Semantics-Aware Spatial-Temporal Binaries for Cross-Modal Video Retrieval

Jie Luo, Yiyu Wang, Mengshi Qi
2021
Journal paper

Abstract

With the current exponential growth of video-based social networks, video retrieval using natural language is receiving ever-increasing attention. Most existing approaches tackle this task by extracting individual frame-level spatial features to represent the whole video, while ignoring visual pattern consistencies and intrinsic temporal relationships across different frames. Furthermore, the semantic correspondence between natural language queries and person-centric actions in videos has not been fully explored. To address these problems, we propose a novel binary representation learning framework, named Semanticsaware Spatial-temporal Binaries (S(2)Bin), which simultaneously considers spatial-temporal context and semantic relationships for cross-modal video retrieval.

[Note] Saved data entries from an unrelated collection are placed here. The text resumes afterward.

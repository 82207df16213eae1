//! `ModelCatalog` JSON encoding

use std::collections::BTreeMap;

use serde::Serialize;

use crate::entity::{ApiEntity, ModelEntity, NormalizedEntity, ServerEntity};

fn no_annotations(annotations: &&BTreeMap<String, String>) -> bool {
    annotations.is_empty()
}

#[derive(Serialize)]
#[serde(rename_all = "camelCase")]
struct ModelCatalogDoc<'a> {
    models: Vec<ModelDoc<'a>>,
    #[serde(skip_serializing_if = "Option::is_none")]
    model_server: Option<ModelServerDoc<'a>>,
}

#[derive(Serialize)]
#[serde(rename_all = "camelCase")]
struct ModelDoc<'a> {
    #[serde(skip_serializing_if = "no_annotations")]
    annotations: &'a BTreeMap<String, String>,
    #[serde(rename = "artifactLocationURL", skip_serializing_if = "Option::is_none")]
    artifact_location_url: Option<&'a str>,
    description: &'a str,
    #[serde(skip_serializing_if = "Option::is_none")]
    ethics: Option<&'a str>,
    #[serde(rename = "howToUseURL", skip_serializing_if = "Option::is_none")]
    how_to_use_url: Option<&'a str>,
    #[serde(skip_serializing_if = "Option::is_none")]
    license: Option<&'a str>,
    lifecycle: &'a str,
    name: &'a str,
    owner: &'a str,
    #[serde(skip_serializing_if = "Option::is_none")]
    support: Option<&'a str>,
    #[serde(skip_serializing_if = "Vec::is_empty")]
    tags: Vec<&'a str>,
    #[serde(skip_serializing_if = "Option::is_none")]
    training: Option<&'a str>,
    #[serde(skip_serializing_if = "Option::is_none")]
    usage: Option<&'a str>,
}

#[derive(Serialize)]
#[serde(rename_all = "camelCase")]
struct ModelServerDoc<'a> {
    #[serde(skip_serializing_if = "no_annotations")]
    annotations: &'a BTreeMap<String, String>,
    #[serde(rename = "API")]
    api: ApiDoc<'a>,
    authentication: bool,
    description: &'a str,
    #[serde(rename = "homepageURL", skip_serializing_if = "Option::is_none")]
    homepage_url: Option<&'a str>,
    lifecycle: &'a str,
    name: &'a str,
    owner: &'a str,
    #[serde(skip_serializing_if = "Vec::is_empty")]
    tags: Vec<&'a str>,
    #[serde(skip_serializing_if = "Option::is_none")]
    usage: Option<&'a str>,
}

#[derive(Serialize)]
struct ApiDoc<'a> {
    #[serde(skip_serializing_if = "no_annotations")]
    annotations: &'a BTreeMap<String, String>,
    spec: &'a str,
    #[serde(skip_serializing_if = "Vec::is_empty")]
    tags: Vec<&'a str>,
    #[serde(rename = "type")]
    api_type: &'static str,
    url: &'a str,
}

fn model_doc(model: &ModelEntity) -> ModelDoc<'_> {
    ModelDoc {
        annotations: &model.annotations,
        artifact_location_url: model.artifact_location_url.as_deref(),
        description: &model.description,
        ethics: model.ethics.as_deref(),
        how_to_use_url: model.how_to_use_url.as_deref(),
        license: model.license.as_deref(),
        lifecycle: &model.lifecycle,
        name: &model.name,
        owner: &model.owner,
        support: model.support.as_deref(),
        tags: model.tags.iter().map(String::as_str).collect(),
        training: model.training.as_deref(),
        usage: model.usage.as_deref(),
    }
}

fn api_doc(api: &ApiEntity) -> ApiDoc<'_> {
    ApiDoc {
        annotations: &api.annotations,
        spec: &api.spec,
        tags: api.tags.iter().map(String::as_str).collect(),
        api_type: api.api_type.as_str(),
        url: &api.url,
    }
}

fn server_doc(server: &ServerEntity) -> ModelServerDoc<'_> {
    ModelServerDoc {
        annotations: &server.annotations,
        api: api_doc(&server.api),
        authentication: server.authentication,
        description: &server.description,
        homepage_url: server.homepage_url.as_deref(),
        lifecycle: &server.lifecycle,
        name: &server.name,
        owner: &server.owner,
        tags: server.tags.iter().map(String::as_str).collect(),
        usage: server.usage.as_deref(),
    }
}

/// Encode as a `ModelCatalog` document
pub fn encode(entity: &NormalizedEntity) -> Result<Vec<u8>, serde_json::Error> {
    let doc = ModelCatalogDoc {
        models: vec![model_doc(&entity.model)],
        model_server: entity.server.as_ref().map(server_doc),
    };
    serde_json::to_vec_pretty(&doc)
}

By exploiting the semantic relationships between two modalities, S(2)Bin can efficiently and effectively generate binary codes for both videos and texts. In addition, we adopt an iterative optimization scheme to learn deep encoding functions with attribute-guided stochastic training. We evaluate our model on three video datasets and the experimental results demonstrate that S(2)Bin outperforms the state-of-the-art methods in terms of various cross-modal video retrieval tasks.

Official source

https://infoscience.epfl.ch/record/284443?ln=en

About this result

This page is automatically generated and may contain information that is not correct, complete, up-to-date, or relevant to your search query. The same applies to every other page on this website. Please make sure to verify the information with EPFL's official sources.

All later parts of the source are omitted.